EXERCISE: When the line containing "mirrored documentation version." is found in the data below, copy it and each line after it through the line containing "pub struct RemoteSource", exactly and with no others.

Stored records:

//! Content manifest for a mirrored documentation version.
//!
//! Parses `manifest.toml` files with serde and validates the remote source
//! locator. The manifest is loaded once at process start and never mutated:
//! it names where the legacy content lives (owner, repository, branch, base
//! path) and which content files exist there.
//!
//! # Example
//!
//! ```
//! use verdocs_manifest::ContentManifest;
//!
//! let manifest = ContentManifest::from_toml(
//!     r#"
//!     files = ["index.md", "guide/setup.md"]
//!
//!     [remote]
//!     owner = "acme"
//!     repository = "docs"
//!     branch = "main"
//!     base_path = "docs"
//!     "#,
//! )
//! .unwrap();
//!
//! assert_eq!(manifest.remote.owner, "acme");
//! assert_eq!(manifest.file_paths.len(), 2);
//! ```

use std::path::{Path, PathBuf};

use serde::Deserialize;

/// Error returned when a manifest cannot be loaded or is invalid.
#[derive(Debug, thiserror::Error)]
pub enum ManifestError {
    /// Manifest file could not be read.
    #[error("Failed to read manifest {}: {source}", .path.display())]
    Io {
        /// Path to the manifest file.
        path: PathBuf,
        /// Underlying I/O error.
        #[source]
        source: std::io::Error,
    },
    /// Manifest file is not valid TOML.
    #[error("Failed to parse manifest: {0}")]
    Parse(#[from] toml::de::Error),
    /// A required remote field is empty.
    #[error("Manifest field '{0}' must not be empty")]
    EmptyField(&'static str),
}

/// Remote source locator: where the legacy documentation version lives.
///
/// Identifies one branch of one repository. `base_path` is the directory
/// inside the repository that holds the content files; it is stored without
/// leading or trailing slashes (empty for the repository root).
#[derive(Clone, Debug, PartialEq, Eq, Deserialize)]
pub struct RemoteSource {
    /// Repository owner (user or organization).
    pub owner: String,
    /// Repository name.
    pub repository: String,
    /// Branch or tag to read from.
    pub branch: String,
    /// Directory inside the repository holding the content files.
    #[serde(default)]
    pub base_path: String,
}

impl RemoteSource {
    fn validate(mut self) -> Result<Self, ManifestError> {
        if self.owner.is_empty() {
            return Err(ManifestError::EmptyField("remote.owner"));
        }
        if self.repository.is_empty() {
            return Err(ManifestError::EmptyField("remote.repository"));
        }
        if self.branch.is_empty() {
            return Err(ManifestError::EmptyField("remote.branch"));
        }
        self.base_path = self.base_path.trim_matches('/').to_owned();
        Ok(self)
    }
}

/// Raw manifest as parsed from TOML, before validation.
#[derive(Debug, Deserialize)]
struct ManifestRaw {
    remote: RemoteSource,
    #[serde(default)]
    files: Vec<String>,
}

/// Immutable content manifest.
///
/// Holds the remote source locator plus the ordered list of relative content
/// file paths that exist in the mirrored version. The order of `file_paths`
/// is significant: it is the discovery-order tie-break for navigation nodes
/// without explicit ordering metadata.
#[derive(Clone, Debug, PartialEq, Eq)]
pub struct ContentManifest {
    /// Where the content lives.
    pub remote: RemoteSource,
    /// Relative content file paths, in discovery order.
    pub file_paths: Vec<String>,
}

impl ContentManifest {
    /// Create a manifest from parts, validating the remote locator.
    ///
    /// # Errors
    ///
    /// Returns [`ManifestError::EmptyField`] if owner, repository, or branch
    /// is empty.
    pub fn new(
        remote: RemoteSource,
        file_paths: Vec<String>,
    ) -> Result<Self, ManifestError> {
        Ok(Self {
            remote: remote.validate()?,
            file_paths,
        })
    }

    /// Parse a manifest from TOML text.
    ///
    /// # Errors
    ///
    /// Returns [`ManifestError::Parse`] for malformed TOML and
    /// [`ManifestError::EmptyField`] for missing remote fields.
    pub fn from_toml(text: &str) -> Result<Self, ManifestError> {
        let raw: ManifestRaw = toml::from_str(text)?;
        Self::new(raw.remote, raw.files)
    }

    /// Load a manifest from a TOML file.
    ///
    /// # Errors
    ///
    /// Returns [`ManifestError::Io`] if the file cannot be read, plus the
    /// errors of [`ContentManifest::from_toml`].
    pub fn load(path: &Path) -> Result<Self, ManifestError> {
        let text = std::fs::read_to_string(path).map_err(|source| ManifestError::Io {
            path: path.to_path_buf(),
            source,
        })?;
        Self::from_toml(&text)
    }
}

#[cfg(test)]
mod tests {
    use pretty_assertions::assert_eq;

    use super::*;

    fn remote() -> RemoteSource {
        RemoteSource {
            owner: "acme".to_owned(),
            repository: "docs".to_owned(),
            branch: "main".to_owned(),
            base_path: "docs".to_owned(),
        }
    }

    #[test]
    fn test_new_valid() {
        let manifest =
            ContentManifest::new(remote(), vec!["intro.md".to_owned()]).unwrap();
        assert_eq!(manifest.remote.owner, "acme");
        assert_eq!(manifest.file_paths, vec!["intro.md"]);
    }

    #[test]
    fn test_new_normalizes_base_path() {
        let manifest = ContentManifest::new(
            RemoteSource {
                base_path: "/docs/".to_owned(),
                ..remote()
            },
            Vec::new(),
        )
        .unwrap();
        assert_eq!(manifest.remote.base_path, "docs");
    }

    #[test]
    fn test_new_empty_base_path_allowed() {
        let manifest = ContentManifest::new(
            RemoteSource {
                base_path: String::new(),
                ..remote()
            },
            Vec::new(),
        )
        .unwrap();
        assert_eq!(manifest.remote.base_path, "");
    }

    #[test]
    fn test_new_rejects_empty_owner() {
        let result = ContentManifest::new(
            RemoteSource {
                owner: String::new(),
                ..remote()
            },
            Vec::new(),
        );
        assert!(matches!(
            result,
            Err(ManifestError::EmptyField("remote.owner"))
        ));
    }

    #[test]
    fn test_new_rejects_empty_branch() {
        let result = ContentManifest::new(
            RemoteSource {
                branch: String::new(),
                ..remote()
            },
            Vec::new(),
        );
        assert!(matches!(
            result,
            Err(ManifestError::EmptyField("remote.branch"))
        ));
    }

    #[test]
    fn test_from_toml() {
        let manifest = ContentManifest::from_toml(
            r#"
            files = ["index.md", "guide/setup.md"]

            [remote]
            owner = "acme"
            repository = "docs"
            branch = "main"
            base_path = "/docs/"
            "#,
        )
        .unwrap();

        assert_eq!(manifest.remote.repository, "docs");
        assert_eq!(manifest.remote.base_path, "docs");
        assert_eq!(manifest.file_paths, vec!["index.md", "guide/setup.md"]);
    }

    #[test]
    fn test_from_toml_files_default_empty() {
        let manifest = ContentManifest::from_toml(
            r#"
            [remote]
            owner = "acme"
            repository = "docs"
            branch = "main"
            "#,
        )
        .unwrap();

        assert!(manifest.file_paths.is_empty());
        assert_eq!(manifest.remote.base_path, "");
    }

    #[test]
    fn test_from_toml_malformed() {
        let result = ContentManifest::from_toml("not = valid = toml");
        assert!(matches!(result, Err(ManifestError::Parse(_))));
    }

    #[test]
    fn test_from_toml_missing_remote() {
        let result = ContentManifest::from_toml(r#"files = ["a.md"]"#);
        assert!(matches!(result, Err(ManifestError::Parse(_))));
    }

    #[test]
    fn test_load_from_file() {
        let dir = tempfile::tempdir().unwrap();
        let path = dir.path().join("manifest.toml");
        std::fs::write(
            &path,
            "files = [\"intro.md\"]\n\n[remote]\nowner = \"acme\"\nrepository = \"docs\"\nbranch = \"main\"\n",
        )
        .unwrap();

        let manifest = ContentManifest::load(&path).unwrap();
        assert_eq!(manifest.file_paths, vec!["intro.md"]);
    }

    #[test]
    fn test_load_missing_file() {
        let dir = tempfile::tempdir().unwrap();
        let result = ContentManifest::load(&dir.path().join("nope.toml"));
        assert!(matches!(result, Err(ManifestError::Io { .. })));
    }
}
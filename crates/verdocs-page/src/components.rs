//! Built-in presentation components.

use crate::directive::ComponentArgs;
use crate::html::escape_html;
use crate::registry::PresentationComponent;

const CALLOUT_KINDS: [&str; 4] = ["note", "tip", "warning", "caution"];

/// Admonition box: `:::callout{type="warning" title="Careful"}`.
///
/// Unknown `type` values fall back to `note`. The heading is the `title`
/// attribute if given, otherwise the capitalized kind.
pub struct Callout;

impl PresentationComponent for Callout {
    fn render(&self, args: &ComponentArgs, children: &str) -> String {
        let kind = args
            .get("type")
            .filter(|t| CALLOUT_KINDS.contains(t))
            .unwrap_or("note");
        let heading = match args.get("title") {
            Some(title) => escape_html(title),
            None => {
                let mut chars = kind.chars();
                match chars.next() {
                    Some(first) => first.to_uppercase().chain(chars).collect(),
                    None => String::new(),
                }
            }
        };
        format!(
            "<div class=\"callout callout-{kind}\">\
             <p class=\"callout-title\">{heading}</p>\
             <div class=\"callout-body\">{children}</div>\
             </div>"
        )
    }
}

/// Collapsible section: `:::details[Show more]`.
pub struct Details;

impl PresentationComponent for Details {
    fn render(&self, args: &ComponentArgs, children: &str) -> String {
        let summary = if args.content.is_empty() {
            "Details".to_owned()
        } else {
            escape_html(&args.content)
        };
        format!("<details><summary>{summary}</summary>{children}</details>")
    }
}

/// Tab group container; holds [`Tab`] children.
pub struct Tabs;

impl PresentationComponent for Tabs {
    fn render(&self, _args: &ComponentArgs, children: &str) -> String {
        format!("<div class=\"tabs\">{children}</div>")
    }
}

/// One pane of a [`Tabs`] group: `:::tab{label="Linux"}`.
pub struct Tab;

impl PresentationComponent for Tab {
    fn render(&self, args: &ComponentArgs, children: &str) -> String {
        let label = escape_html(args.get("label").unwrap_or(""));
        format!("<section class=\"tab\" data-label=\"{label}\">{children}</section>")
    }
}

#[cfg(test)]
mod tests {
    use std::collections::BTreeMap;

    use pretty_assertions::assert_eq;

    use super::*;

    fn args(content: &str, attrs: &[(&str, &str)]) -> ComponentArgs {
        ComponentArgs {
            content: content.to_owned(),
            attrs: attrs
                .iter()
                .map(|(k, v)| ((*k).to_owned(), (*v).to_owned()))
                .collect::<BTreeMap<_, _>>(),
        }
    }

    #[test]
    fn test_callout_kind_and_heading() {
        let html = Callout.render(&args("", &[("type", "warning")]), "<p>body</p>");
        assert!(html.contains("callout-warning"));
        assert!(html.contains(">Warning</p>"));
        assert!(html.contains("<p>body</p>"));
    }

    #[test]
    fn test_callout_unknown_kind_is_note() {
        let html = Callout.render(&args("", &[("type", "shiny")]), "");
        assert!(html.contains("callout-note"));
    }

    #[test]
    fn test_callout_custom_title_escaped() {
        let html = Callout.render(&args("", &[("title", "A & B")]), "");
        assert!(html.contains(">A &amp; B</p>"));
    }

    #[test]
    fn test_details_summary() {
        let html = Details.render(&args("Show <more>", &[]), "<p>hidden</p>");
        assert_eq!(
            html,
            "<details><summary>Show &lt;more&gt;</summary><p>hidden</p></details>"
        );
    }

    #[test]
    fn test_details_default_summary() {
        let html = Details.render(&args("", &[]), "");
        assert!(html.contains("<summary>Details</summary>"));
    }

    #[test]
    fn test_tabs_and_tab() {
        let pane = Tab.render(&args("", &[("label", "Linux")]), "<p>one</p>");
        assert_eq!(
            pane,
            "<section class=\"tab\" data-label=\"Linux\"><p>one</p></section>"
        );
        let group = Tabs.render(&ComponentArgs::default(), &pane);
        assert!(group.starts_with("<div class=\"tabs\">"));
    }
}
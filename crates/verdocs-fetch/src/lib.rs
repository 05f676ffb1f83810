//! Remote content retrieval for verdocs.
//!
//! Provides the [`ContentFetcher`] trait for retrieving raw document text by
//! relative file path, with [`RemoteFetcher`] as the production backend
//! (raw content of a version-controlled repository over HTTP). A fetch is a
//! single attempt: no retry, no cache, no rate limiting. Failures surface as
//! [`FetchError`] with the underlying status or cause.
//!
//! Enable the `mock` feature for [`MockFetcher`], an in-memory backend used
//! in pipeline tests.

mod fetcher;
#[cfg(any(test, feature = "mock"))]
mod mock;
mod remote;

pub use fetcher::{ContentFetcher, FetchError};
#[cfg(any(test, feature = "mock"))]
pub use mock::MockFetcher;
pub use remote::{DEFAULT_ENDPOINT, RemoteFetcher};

--

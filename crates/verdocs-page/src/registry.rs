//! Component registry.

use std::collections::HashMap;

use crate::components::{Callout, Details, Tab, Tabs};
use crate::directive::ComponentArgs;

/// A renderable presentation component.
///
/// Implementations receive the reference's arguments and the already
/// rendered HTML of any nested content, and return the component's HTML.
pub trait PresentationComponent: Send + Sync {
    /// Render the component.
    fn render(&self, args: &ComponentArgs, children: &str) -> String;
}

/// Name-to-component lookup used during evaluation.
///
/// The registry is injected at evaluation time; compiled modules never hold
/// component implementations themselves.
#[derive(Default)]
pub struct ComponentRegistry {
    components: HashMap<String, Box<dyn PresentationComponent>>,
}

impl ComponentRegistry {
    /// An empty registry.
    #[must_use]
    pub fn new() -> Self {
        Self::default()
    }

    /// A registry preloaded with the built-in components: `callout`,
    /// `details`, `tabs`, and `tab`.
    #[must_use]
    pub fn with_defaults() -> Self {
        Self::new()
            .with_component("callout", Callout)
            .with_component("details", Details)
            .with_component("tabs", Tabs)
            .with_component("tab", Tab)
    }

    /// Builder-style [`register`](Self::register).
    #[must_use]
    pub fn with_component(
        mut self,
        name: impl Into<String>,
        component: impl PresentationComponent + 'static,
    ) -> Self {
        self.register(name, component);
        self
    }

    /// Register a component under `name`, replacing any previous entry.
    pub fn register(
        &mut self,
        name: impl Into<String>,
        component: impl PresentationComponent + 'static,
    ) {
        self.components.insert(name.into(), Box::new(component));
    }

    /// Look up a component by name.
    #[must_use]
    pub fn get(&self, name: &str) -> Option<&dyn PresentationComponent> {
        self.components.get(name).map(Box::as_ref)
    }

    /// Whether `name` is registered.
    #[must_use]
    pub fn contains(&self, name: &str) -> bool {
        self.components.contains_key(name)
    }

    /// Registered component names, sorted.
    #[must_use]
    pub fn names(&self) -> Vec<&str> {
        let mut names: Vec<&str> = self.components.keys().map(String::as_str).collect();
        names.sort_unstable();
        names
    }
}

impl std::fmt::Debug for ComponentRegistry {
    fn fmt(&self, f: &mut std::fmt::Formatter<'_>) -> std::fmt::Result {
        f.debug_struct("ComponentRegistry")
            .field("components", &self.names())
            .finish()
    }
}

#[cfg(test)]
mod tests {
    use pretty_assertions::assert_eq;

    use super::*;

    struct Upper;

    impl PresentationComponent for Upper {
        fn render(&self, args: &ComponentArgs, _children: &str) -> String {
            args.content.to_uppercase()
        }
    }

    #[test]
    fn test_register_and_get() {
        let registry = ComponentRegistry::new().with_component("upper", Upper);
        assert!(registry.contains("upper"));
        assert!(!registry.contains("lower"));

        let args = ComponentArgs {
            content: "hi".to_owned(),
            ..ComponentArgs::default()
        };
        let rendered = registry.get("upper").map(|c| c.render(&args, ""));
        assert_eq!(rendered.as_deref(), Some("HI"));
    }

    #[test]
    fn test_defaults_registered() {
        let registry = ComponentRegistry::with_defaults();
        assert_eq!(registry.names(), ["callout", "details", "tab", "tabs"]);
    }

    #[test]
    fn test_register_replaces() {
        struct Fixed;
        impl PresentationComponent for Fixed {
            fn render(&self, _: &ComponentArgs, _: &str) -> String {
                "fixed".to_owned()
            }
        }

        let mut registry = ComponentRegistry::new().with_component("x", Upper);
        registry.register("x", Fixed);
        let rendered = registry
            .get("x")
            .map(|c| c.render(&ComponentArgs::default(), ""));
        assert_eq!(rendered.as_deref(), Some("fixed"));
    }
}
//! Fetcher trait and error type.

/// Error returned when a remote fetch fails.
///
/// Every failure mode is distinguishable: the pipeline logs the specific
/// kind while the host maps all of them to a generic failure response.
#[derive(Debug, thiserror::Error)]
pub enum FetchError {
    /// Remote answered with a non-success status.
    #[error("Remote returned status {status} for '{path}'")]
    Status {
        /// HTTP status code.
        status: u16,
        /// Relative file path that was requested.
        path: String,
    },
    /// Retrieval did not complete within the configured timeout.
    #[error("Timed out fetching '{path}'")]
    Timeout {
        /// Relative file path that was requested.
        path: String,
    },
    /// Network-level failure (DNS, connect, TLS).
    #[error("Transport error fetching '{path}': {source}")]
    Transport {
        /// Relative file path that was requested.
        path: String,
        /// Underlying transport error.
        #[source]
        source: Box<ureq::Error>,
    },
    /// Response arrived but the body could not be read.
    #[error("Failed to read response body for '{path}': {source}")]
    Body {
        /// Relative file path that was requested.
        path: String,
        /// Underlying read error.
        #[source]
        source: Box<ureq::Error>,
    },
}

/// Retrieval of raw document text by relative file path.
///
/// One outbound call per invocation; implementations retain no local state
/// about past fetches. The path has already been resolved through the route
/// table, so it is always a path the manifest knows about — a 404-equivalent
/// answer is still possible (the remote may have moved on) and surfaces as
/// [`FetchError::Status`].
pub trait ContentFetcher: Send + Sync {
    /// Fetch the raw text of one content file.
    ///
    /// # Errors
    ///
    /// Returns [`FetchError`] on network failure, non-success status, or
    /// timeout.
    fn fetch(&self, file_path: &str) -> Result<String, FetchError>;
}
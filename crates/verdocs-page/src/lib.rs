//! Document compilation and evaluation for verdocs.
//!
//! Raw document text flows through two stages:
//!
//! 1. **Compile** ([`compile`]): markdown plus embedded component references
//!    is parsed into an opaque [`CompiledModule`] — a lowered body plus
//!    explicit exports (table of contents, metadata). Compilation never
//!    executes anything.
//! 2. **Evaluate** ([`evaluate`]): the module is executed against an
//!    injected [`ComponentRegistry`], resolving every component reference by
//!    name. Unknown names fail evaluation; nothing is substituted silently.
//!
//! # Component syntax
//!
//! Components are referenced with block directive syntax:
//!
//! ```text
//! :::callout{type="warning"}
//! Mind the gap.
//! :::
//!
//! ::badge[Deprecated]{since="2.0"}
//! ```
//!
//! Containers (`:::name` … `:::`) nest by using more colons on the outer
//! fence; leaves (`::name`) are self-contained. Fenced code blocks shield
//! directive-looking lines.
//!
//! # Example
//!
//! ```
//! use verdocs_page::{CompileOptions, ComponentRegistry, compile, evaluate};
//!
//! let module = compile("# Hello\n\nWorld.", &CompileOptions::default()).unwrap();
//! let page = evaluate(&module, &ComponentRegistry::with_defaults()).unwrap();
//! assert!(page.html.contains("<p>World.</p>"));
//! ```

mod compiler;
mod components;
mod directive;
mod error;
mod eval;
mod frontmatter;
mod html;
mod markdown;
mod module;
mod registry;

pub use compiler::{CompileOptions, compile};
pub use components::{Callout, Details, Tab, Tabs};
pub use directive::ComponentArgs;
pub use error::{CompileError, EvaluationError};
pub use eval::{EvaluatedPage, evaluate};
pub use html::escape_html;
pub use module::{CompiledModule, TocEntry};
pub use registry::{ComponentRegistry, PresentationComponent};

---

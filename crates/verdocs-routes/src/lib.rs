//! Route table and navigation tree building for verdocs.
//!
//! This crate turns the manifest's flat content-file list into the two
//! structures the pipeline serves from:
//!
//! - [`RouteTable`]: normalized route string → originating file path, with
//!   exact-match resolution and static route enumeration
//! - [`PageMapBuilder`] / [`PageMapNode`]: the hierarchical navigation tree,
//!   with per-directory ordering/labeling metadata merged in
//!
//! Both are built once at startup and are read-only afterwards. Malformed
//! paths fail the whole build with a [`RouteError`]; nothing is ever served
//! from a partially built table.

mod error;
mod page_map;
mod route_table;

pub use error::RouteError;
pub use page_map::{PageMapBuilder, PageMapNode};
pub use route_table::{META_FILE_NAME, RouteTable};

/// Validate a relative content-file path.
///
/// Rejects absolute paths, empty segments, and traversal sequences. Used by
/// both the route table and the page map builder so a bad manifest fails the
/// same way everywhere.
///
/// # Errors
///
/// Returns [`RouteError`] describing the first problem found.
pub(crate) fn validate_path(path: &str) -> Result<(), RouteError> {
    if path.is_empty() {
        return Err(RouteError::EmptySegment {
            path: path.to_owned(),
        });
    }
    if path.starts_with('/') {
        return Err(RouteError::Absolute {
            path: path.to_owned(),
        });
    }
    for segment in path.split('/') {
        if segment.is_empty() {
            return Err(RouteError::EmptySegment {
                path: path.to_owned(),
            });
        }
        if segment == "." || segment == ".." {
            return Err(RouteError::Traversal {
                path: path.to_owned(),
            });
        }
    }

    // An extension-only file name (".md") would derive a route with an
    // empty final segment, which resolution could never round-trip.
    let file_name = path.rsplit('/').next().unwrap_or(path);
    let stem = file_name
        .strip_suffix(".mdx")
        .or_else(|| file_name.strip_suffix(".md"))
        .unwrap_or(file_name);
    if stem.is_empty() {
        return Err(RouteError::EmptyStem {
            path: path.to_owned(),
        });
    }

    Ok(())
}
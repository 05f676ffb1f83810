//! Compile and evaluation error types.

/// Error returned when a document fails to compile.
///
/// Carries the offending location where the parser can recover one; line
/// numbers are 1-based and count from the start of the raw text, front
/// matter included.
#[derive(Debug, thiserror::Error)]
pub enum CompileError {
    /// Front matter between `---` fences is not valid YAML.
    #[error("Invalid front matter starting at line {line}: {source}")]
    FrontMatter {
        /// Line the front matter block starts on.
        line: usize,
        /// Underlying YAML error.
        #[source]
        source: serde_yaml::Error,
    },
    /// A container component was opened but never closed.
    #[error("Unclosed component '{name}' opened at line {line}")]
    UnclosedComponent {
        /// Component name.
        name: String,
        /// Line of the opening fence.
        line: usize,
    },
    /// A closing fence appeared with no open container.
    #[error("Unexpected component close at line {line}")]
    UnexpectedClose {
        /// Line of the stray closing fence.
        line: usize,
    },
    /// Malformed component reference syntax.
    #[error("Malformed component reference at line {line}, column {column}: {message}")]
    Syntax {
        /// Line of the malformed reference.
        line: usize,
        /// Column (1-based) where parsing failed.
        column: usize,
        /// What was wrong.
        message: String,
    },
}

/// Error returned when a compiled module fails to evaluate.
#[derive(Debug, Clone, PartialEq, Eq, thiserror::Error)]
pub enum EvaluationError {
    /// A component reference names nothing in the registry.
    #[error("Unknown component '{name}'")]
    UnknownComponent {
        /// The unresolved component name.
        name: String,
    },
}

ANSWER TO THIS EXERCISE:
//! Content manifest for a mirrored documentation version.
//!
//! Parses `manifest.toml` files with serde and validates the remote source
//! locator. The manifest is loaded once at process start and never mutated:
//! it names where the legacy content lives (owner, repository, branch, base
//! path) and which content files exist there.
//!
//! # Example
//!
//! ```
//! use verdocs_manifest::ContentManifest;
//!
//! let manifest = ContentManifest::from_toml(
//!     r#"
//!     files = ["index.md", "guide/setup.md"]
//!
//!     [remote]
//!     owner = "acme"
//!     repository = "docs"
//!     branch = "main"
//!     base_path = "docs"
//!     "#,
//! )
//! .unwrap();
//!
//! assert_eq!(manifest.remote.owner, "acme");
//! assert_eq!(manifest.file_paths.len(), 2);
//! ```

use std::path::{Path, PathBuf};

use serde::Deserialize;

/// Error returned when a manifest cannot be loaded or is invalid.
#[derive(Debug, thiserror::Error)]
pub enum ManifestError {
    /// Manifest file could not be read.
    #[error("Failed to read manifest {}: {source}", .path.display())]
    Io {
        /// Path to the manifest file.
        path: PathBuf,
        /// Underlying I/O error.
        #[source]
        source: std::io::Error,
    },
    /// Manifest file is not valid TOML.
    #[error("Failed to parse manifest: {0}")]
    Parse(#[from] toml::de::Error),
    /// A required remote field is empty.
    #[error("Manifest field '{0}' must not be empty")]
    EmptyField(&'static str),
}

/// Remote source locator: where the legacy documentation version lives.
///
/// Identifies one branch of one repository. `base_path` is the directory
/// inside the repository that holds the content files; it is stored without
/// leading or trailing slashes (empty for the repository root).
#[derive(Clone, Debug, PartialEq, Eq, Deserialize)]
pub struct RemoteSource {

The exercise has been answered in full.